When I was diagnosed with this weird thing called ataxia, I would never imagined that I would be disabled. I didn't think that my life would be done in a wheelchair. I didn't see myself as single in my 30's and no children to call my own. I certainly did not have high hopes to drive a mini van.
My dreams were a bit different. I am suppose to be living in Tennessee with my adoring husband. And after a career in teaching, I would stay home with our loving twins. A boy and a girl: Jade and Jake. My vehicle would be a JEEP to transport the kids. I'd be active in our church . Life was going to be good.
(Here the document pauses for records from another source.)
//! User-facing notifications and the try-and-notify wrapper around async actions.

use std::fmt::Display;
use std::future::Future;
use std::sync::{Mutex, PoisonError};
use tracing::{info, warn};

/// Presents the outcome of an action to the user.
pub trait Notifier: Send + Sync {
    fn success(&self, message: &str);
    fn failure(&self, message: &str);
}

/// Runs `action`, reports its outcome through `notifier`, then runs `cleanup`.
///
/// On success the action yields its value together with the message to show.
/// Failures are reported with the error's display text. `cleanup` runs exactly once
/// on both paths.
pub async fn try_and_notify<T, E, F>(
    notifier: &dyn Notifier,
    action: F,
    cleanup: impl FnOnce(),
) -> Result<T, E>
where
    F: Future<Output = Result<(T, String), E>>,
    E: Display,
{
    let result = match action.await {
        Ok((value, message)) => {
            notifier.success(&message);
            Ok(value)
        }
        Err(e) => {
            notifier.failure(&e.to_string());
            Err(e)
        }
    };
    cleanup();
    result
}

#[derive(Debug, Clone, PartialEq, Eq)]
pub enum Notification {
    Success(String),
    Failure(String),
}

/// Records notifications in memory and mirrors them to the log.
#[derive(Debug, Default)]
pub struct NotificationLog {
    shown: Mutex<Vec<Notification>>,
}

impl NotificationLog {
    pub fn new() -> Self {
        Self::default()
    }

    pub fn shown(&self) -> Vec<Notification> {
        self.shown
            .lock()
            .unwrap_or_else(PoisonError::into_inner)
            .clone()
    }

    fn record(&self, notification: Notification) {
        self.shown
            .lock()
            .unwrap_or_else(PoisonError::into_inner)
            .push(notification);
    }
}

impl Notifier for NotificationLog {
    fn success(&self, message: &str) {
        info!(message, "Notify success");
        self.record(Notification::Success(message.to_owned()));
    }

    fn failure(&self, message: &str) {
        warn!(message, "Notify failure");
        self.record(Notification::Failure(message.to_owned()));
    }
}

#[cfg(test)]
mod tests {
    use super::*;
    use std::cell::Cell;

    #[tokio::test]
    async fn test_cleanup_runs_after_success() {
        let log = NotificationLog::new();
        let cleaned = Cell::new(false);

        let result: Result<u8, String> =
            try_and_notify(&log, async { Ok((7, "done".to_owned())) }, || cleaned.set(true)).await;

        assert_eq!(result, Ok(7));
        assert!(cleaned.get());
        assert_eq!(log.shown(), [Notification::Success("done".into())]);
    }

    #[tokio::test]
    async fn test_cleanup_runs_after_failure() {
        let log = NotificationLog::new();
        let cleaned = Cell::new(false);

        let result: Result<u8, String> =
            try_and_notify(&log, async { Err("boom".to_owned()) }, || cleaned.set(true)).await;

        assert!(result.is_err());
        assert!(cleaned.get());
        assert_eq!(log.shown(), [Notification::Failure("boom".into())]);
    }
}
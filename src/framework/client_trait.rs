//! # ActorClient Trait
//!
//! Shared `get`, `delete` and `subscribe` for resource-specific service wrappers.
use crate::framework::{ActorEntity, FrameworkError, ResourceClient, Snapshots};
use async_trait::async_trait;

/// Trait for resource-specific clients to inherit standard operations.
///
/// Implementors only supply access to the inner [`ResourceClient`] and a mapping
/// from [`FrameworkError`] to their own error type.
#[async_trait]
pub trait ActorClient<T: ActorEntity>: Send + Sync {
    /// The resource-specific error type.
    type Error: Send + Sync;

    /// Access the inner generic ResourceClient.
    fn inner(&self) -> &ResourceClient<T>;

    /// Map framework errors to the specific resource error type.
    fn map_error(e: FrameworkError) -> Self::Error;

    /// Fetch an entity by ID.
    #[tracing::instrument(skip(self))]
    async fn get(&self, id: T::Id) -> Result<Option<T>, Self::Error> {
        tracing::debug!("Sending request");
        self.inner().get(id).await.map_err(Self::map_error)
    }

    /// Delete an entity by ID.
    #[tracing::instrument(skip(self))]
    async fn delete(&self, id: T::Id) -> Result<(), Self::Error> {
        tracing::debug!("Sending request");
        self.inner().delete(id).await.map_err(Self::map_error)
    }

    /// Subscribe to the entity snapshots.
    fn subscribe(&self) -> Snapshots<T> {
        self.inner().subscribe()
    }
}
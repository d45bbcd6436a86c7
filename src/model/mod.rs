//! Pure data structures (DTOs) implementing the [`ActorEntity`](crate::framework::ActorEntity) trait.

pub mod client;

pub use client::*;
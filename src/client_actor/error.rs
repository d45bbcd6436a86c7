//! Error types for the Client actor.

use thiserror::Error;

/// Errors that can occur during client operations.
#[derive(Debug, Clone, Error, PartialEq)]
pub enum ClientError {
    /// The requested client was not found.
    #[error("Client not found: {0}")]
    NotFound(String),

    /// The client data provided is invalid.
    #[error("Client validation error: {0}")]
    ValidationError(String),

    /// An error occurred while communicating with the actor system.
    #[error("Actor communication error: {0}")]
    ActorCommunicationError(String),
}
But life IS good. No, it certainly isn't what I thought it would be. But I am finally at a place when I can say that is okay. It hurts at times. Shoot, it really stings sometimes. But those are the times that I take a little ride on the slippery slope and focus on MY desires, not His.
Today the slippery slope is tempting. I am choosing to ride the tide of prayer. And acknowledge His grace, His provision, His plan.
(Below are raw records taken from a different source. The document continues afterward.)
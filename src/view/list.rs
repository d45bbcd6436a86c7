//! The client list view: state plus the handlers that change it.
//!
//! Rendering stays pure (see [`render`](crate::view::render::render)). Everything
//! with a side effect, i.e. navigation and service calls, happens in the handlers
//! below.

use crate::client_actor::ClientError;
use crate::config::AdminConfig;
use crate::framework::{Published, Snapshots};
use crate::i18n::{Locale, Text};
use crate::model::{Client, ClientId};
use crate::navigation::Navigator;
use crate::notification::{try_and_notify, Notifier};
use crate::services::ClientService;
use crate::view::columns::{ColumnKey, SortDirection, SortOrder};
use crate::view::render::{render, ListPage};
use crate::view::state::ViewState;
use serde_json::json;
use std::sync::{Arc, Mutex, MutexGuard, PoisonError};
use thiserror::Error;
use tokio::task::JoinHandle;
use tracing::{debug, info, instrument, warn};

/// Path of a client's edit view.
pub fn client_path(id: ClientId) -> String {
    format!("/clients/{id}")
}

#[derive(Debug, Error)]
pub enum ViewError {
    #[error("no row with id {0}")]
    UnknownRow(ClientId),
    #[error("column {0:?} is not sortable")]
    NotSortable(ColumnKey),
    #[error("invalid page number: {0}")]
    InvalidPage(usize),
    #[error("could not serialize navigation state: {0}")]
    Serialization(#[from] serde_json::Error),
}

/// Result of [`RecordListView::create_record`].
#[derive(Debug, Clone, PartialEq)]
pub enum CreateOutcome {
    Created(ClientId),
    Failed(ClientError),
    /// Another create was still in flight.
    Ignored,
}

struct Inner {
    state: ViewState,
    clients: Published<Client>,
}

/// Searchable, sortable, paginated list of clients.
///
/// Handlers take `&self` and never hold the state lock across an await, so the view
/// can be shared behind an `Arc` and rendered while a create is pending.
pub struct RecordListView {
    service: ClientService,
    navigator: Arc<dyn Navigator>,
    notifier: Arc<dyn Notifier>,
    locale: Locale,
    inner: Mutex<Inner>,
}

impl RecordListView {
    pub fn new(
        service: ClientService,
        navigator: Arc<dyn Navigator>,
        notifier: Arc<dyn Notifier>,
        config: &AdminConfig,
    ) -> Self {
        Self {
            service,
            navigator,
            notifier,
            locale: config.locale,
            inner: Mutex::new(Inner {
                state: ViewState::new(config.page_size),
                clients: None,
            }),
        }
    }

    fn lock(&self) -> MutexGuard<'_, Inner> {
        self.inner.lock().unwrap_or_else(PoisonError::into_inner)
    }

    pub fn state(&self) -> ViewState {
        self.lock().state.clone()
    }

    pub fn render(&self) -> Option<ListPage> {
        let inner = self.lock();
        render(inner.clients.as_deref(), &inner.state, self.locale)
    }

    /// Takes a new snapshot from the provider and resyncs the pagination total.
    pub fn on_snapshot(&self, clients: Published<Client>) {
        let mut inner = self.lock();
        if let Some(clients) = &clients {
            inner.state.pagination.total = clients.len();
            debug!(total = clients.len(), "Snapshot received");
        }
        inner.clients = clients;
    }

    /// Applies a search. Surrounding whitespace is ignored; blank text clears it.
    pub fn on_search(&self, text: &str) {
        let term = text.trim();
        let mut inner = self.lock();
        inner.state.search_term = (!term.is_empty()).then(|| term.to_owned());
        inner.state.pagination.current = 1;
        debug!(term, "Search");
    }

    /// Sorts by `column`, or restores source order when `direction` is `None`.
    pub fn on_sort(
        &self,
        column: ColumnKey,
        direction: Option<SortDirection>,
    ) -> Result<(), ViewError> {
        if !column.is_sortable() {
            return Err(ViewError::NotSortable(column));
        }
        self.lock().state.sort = direction.map(|direction| SortOrder { column, direction });
        Ok(())
    }

    pub fn on_page_change(&self, page: usize) -> Result<(), ViewError> {
        if page == 0 {
            return Err(ViewError::InvalidPage(page));
        }
        self.lock().state.pagination.current = page;
        Ok(())
    }

    /// Allocates a blank client and opens its edit view.
    ///
    /// Ignored while a previous create is still pending. `loading` is cleared once
    /// the service answers, whatever the answer.
    #[instrument(skip(self))]
    pub async fn create_record(&self) -> CreateOutcome {
        {
            let mut inner = self.lock();
            if inner.state.loading {
                debug!("Create already in flight");
                return CreateOutcome::Ignored;
            }
            inner.state.loading = true;
        }

        let result = try_and_notify(
            self.notifier.as_ref(),
            async {
                let id = self.service.create_client().await?;
                self.navigator
                    .push(&client_path(id), Some(json!({ "id": id })));
                Ok::<_, ClientError>((id, self.locale.t(Text::ClientCreated).to_owned()))
            },
            || self.lock().state.loading = false,
        )
        .await;

        match result {
            Ok(id) => {
                info!(%id, "Client created");
                CreateOutcome::Created(id)
            }
            Err(e) => {
                warn!(error = %e, "Client creation failed");
                CreateOutcome::Failed(e)
            }
        }
    }

    /// Opens the edit view of the row with `id`, passing the record along.
    pub fn activate_row(&self, id: ClientId) -> Result<(), ViewError> {
        let record = self
            .lock()
            .clients
            .as_deref()
            .and_then(|clients| clients.iter().find(|c| c.id == id))
            .cloned()
            .ok_or(ViewError::UnknownRow(id))?;
        let state = serde_json::to_value(&record)?;
        self.navigator.push(&client_path(id), Some(state));
        Ok(())
    }

    /// Feeds every snapshot from `snapshots` into the view until the provider stops.
    ///
    /// The task keeps the view, and so its service, alive. Abort the handle before
    /// shutting the provider down.
    pub fn follow(self: Arc<Self>, mut snapshots: Snapshots<Client>) -> JoinHandle<()> {
        self.on_snapshot(snapshots.current());
        tokio::spawn(async move {
            while let Some(clients) = snapshots.changed().await {
                self.on_snapshot(clients);
            }
            debug!("Snapshot feed closed");
        })
    }
}

#[cfg(test)]
mod tests {
    use super::*;
    use crate::framework::mock::MockClient;
    use crate::navigation::History;
    use crate::notification::NotificationLog;

    fn view(mock: &MockClient<Client>) -> (RecordListView, Arc<History>) {
        let history = Arc::new(History::new());
        let view = RecordListView::new(
            ClientService::new(mock.client()),
            history.clone(),
            Arc::new(NotificationLog::new()),
            &AdminConfig::default(),
        );
        (view, history)
    }

    fn collection() -> Published<Client> {
        Some(
            vec![
                Client::new(ClientId(1), "Bob", "b@x.com", "1"),
                Client::new(ClientId(2), "Ann", "a@x.com", "2"),
            ]
            .into(),
        )
    }

    #[tokio::test]
    async fn test_snapshot_sets_pagination_total() {
        let mock = MockClient::new();
        let (view, _) = view(&mock);
        assert!(view.render().is_none());

        view.on_snapshot(collection());
        assert_eq!(view.state().pagination.total, 2);

        view.on_snapshot(Some(Vec::new().into()));
        assert_eq!(view.state().pagination.total, 0);
        assert!(view.render().is_some());
    }

    #[tokio::test]
    async fn test_search_is_trimmed_and_resets_the_page() {
        let mock = MockClient::new();
        let (view, _) = view(&mock);
        view.on_page_change(4).unwrap();

        view.on_search("  b@x.com ");
        let state = view.state();
        assert_eq!(state.search_term.as_deref(), Some("b@x.com"));
        assert_eq!(state.pagination.current, 1);

        view.on_search("   ");
        assert_eq!(view.state().search_term, None);
    }

    #[tokio::test]
    async fn test_invalid_sort_and_page_requests_are_rejected() {
        let mock = MockClient::new();
        let (view, _) = view(&mock);

        assert!(matches!(
            view.on_sort(ColumnKey::Action, Some(SortDirection::Ascend)),
            Err(ViewError::NotSortable(ColumnKey::Action))
        ));
        assert!(matches!(view.on_page_change(0), Err(ViewError::InvalidPage(0))));

        view.on_sort(ColumnKey::Email, Some(SortDirection::Descend))
            .unwrap();
        view.on_sort(ColumnKey::Email, None).unwrap();
        assert_eq!(view.state().sort, None);
    }

    #[tokio::test]
    async fn test_row_activation_passes_the_record_without_key() {
        let mock = MockClient::new();
        let (view, history) = view(&mock);
        view.on_snapshot(collection());

        view.activate_row(ClientId(2)).unwrap();
        let entry = history.current().unwrap();
        assert_eq!(entry.path, "/clients/2");
        assert_eq!(
            entry.state,
            Some(json!({ "id": 2, "name": "Ann", "email": "a@x.com", "phone": "2" }))
        );

        assert!(matches!(
            view.activate_row(ClientId(9)),
            Err(ViewError::UnknownRow(ClientId(9)))
        ));
    }
}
In my plan, I never dreamt that I would obtain my masters in counseling. That was His plan. And he provided Delsie just in the right time to walk across that stage and receive my diploma. I need little reminders, like these, that He will take care of me.
Yesterday I found out that the pilot originally scheduled for my trip in January is not able to fly me to clinic. The "window" for my study at clinic is the 14th, 19th or 21st. So, I pray, trust and wait...for His plan, not mine.



Saturday, January 2, 2010

staying the course...


On Thanksgiving I was able to walk on my own with Delsie. I felt great. On Christmas I was back to being severely ataxic. I felt exhaustion. I was off the pill for three weeks. We don't know if it was placebo or Chantix. We will never know.
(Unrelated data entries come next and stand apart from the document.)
//! # Framework Errors
//!
//! Errors raised by the actor plumbing itself, independent of any entity.

/// Errors that can occur within the actor framework itself.
#[derive(Debug, thiserror::Error)]
pub enum FrameworkError {
    #[error("Actor closed")]
    ActorClosed,
    #[error("Actor dropped response channel")]
    ActorDropped,
    #[error("No ids left to allocate")]
    IdsExhausted,
    #[error("Item not found: {0}")]
    NotFound(String),
    #[error("Entity error: {0}")]
    EntityError(Box<dyn std::error::Error + Send + Sync>),
}
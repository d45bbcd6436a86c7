//! # System Lifecycle
//!
//! Starting and stopping the actors behind the console, plus logging setup.
//!
//! 1. **Create** the actor and its service ([`AdminSystem::new`]).
//! 2. **Hand out** service clones to views.
//! 3. **Shut down**: drop every view, then [`AdminSystem::shutdown`], which drops
//!    the last service clone and awaits the actor task.

pub mod admin_system;
pub mod tracing;

pub use admin_system::*;
pub use tracing::*;
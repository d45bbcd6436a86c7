use client_admin::config::AdminConfig;
use client_admin::framework::mock::{create_mock_client, expect_create, MockClient};
use client_admin::framework::FrameworkError;
use client_admin::model::{Client, ClientId};
use client_admin::navigation::History;
use client_admin::notification::{Notification, NotificationLog};
use client_admin::services::ClientService;
use client_admin::view::{ButtonIcon, ColumnKey, CreateOutcome, RecordListView, SortDirection};
use serde_json::json;
use std::sync::Arc;

struct Harness {
    view: Arc<RecordListView>,
    history: Arc<History>,
    notifications: Arc<NotificationLog>,
}

fn harness(service: ClientService) -> Harness {
    let history = Arc::new(History::new());
    let notifications = Arc::new(NotificationLog::new());
    let view = Arc::new(RecordListView::new(
        service,
        history.clone(),
        notifications.clone(),
        &AdminConfig::default(),
    ));
    Harness {
        view,
        history,
        notifications,
    }
}

fn bob_and_ann() -> Vec<Client> {
    vec![
        Client::new(ClientId(1), "Bob", "b@x.com", "1"),
        Client::new(ClientId(2), "Ann", "a@x.com", "2"),
    ]
}

fn names(view: &RecordListView) -> Vec<String> {
    view.render()
        .expect("collection should be loaded")
        .table
        .rows
        .into_iter()
        .map(|row| row.record.name)
        .collect()
}

/// Snapshots published by the provider reach the view through `follow`.
#[tokio::test]
async fn test_followed_snapshots_update_the_view() {
    let mock = MockClient::<Client>::new();
    let h = harness(ClientService::new(mock.client()));
    let follower = h.view.clone().follow(mock.client().subscribe());
    assert!(h.view.render().is_none(), "nothing is rendered before the first snapshot");

    mock.publish(bob_and_ann());
    while h.view.render().is_none() {
        tokio::task::yield_now().await;
    }
    assert_eq!(h.view.state().pagination.total, 2);
    assert_eq!(names(&h.view), ["Bob", "Ann"]);

    follower.abort();
}

#[tokio::test]
async fn test_sorting_by_name_ascending() {
    let mock = MockClient::<Client>::new();
    let h = harness(ClientService::new(mock.client()));
    h.view.on_snapshot(Some(bob_and_ann().into()));

    h.view
        .on_sort(ColumnKey::Name, Some(SortDirection::Ascend))
        .unwrap();
    assert_eq!(names(&h.view), ["Ann", "Bob"]);
}

#[tokio::test]
async fn test_search_by_email() {
    let mock = MockClient::<Client>::new();
    let h = harness(ClientService::new(mock.client()));
    h.view.on_snapshot(Some(bob_and_ann().into()));

    h.view.on_search("b@x.com");
    let page = h.view.render().unwrap();
    assert_eq!(page.table.rows.len(), 1);
    assert_eq!(page.table.rows[0].record, bob_and_ann()[0]);
    // The total follows the collection, not the filtered rows.
    assert_eq!(page.table.pagination.total, 2);
}

#[tokio::test]
async fn test_create_navigates_to_the_new_record() {
    let mut mock = MockClient::<Client>::new();
    mock.expect_create().return_ok(ClientId(42));
    let h = harness(ClientService::new(mock.client()));

    let outcome = h.view.create_record().await;

    assert_eq!(outcome, CreateOutcome::Created(ClientId(42)));
    assert!(!h.view.state().loading);
    let entry = h.history.current().expect("navigation should happen");
    assert_eq!(entry.path, "/clients/42");
    assert_eq!(entry.state, Some(json!({ "id": 42 })));
    assert_eq!(
        h.notifications.shown(),
        [Notification::Success("Client created successfully.".into())]
    );
    mock.verify();
}

#[tokio::test]
async fn test_failed_create_resets_loading_without_navigation() {
    let mut mock = MockClient::<Client>::new();
    mock.expect_create().return_err(FrameworkError::ActorClosed);
    let h = harness(ClientService::new(mock.client()));

    let outcome = h.view.create_record().await;

    assert!(matches!(outcome, CreateOutcome::Failed(_)));
    assert!(!h.view.state().loading);
    assert!(h.history.entries().is_empty());
    assert!(matches!(
        h.notifications.shown().as_slice(),
        [Notification::Failure(message)] if message.contains("Actor closed")
    ));
    mock.verify();
}

/// While a create is pending the button is disabled and further creates are ignored.
#[tokio::test]
async fn test_second_create_is_ignored_while_one_is_in_flight() {
    let (client, mut channels) = create_mock_client::<Client>(4);
    let snapshots = client.subscribe();
    let h = harness(ClientService::new(client));
    channels.publisher.send_replace(Some(bob_and_ann().into()));
    let follower = h.view.clone().follow(snapshots);
    assert_eq!(h.view.state().pagination.total, 2);

    let view = h.view.clone();
    let pending = tokio::spawn(async move { view.create_record().await });

    let (_draft, respond_to) = expect_create(&mut channels.requests)
        .await
        .expect("Expected Create request");

    assert!(h.view.state().loading);
    let page = h.view.render().unwrap();
    assert!(page.new_button.disabled);
    assert_eq!(page.new_button.icon, ButtonIcon::Loading);
    assert_eq!(h.view.create_record().await, CreateOutcome::Ignored);

    respond_to.send(Ok(ClientId(7))).unwrap();
    assert_eq!(pending.await.unwrap(), CreateOutcome::Created(ClientId(7)));
    assert!(!h.view.state().loading);
    assert_eq!(h.history.entries().len(), 1);

    follower.abort();
}
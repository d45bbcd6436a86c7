//! Table rows and the search filter.

use crate::model::{Client, ClientId};
use serde::Serialize;

/// A client as the table renders it, with the row identity `key` alongside.
#[derive(Debug, Clone, PartialEq, Eq, Serialize)]
pub struct TableRow {
    #[serde(flatten)]
    pub record: Client,
    pub key: ClientId,
}

impl From<&Client> for TableRow {
    fn from(client: &Client) -> Self {
        Self {
            record: client.clone(),
            key: client.id,
        }
    }
}

/// Whether the row's JSON form contains `term`, case-sensitively.
///
/// This matches against the whole serialized row, field names and `key` included,
/// not against individual fields.
pub fn matches(row: &TableRow, term: &str) -> bool {
    serde_json::to_string(row)
        .map(|json| json.contains(term))
        .unwrap_or(false)
}

/// Builds table rows in source order, keeping those that match `term`.
pub fn filter_rows(clients: &[Client], term: Option<&str>) -> Vec<TableRow> {
    clients
        .iter()
        .map(TableRow::from)
        .filter(|row| term.map_or(true, |t| t.is_empty() || matches(row, t)))
        .collect()
}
The second half of the study began and I have been on Chantix for three weeks. It requires increasing the dosage slowly. The past couple of days I have noticed that it is easier to talk. I don't feel back to where I was with balance before going off medication. The bizarre dreams are returning. And today is the first day I feel nauseous.
Today, the start of 2010, I will remind myself of our favorite saying a friend started, SLOW AND STEADY WINS THE RACE.
In everything. Ataxia, relationships...and in the new year!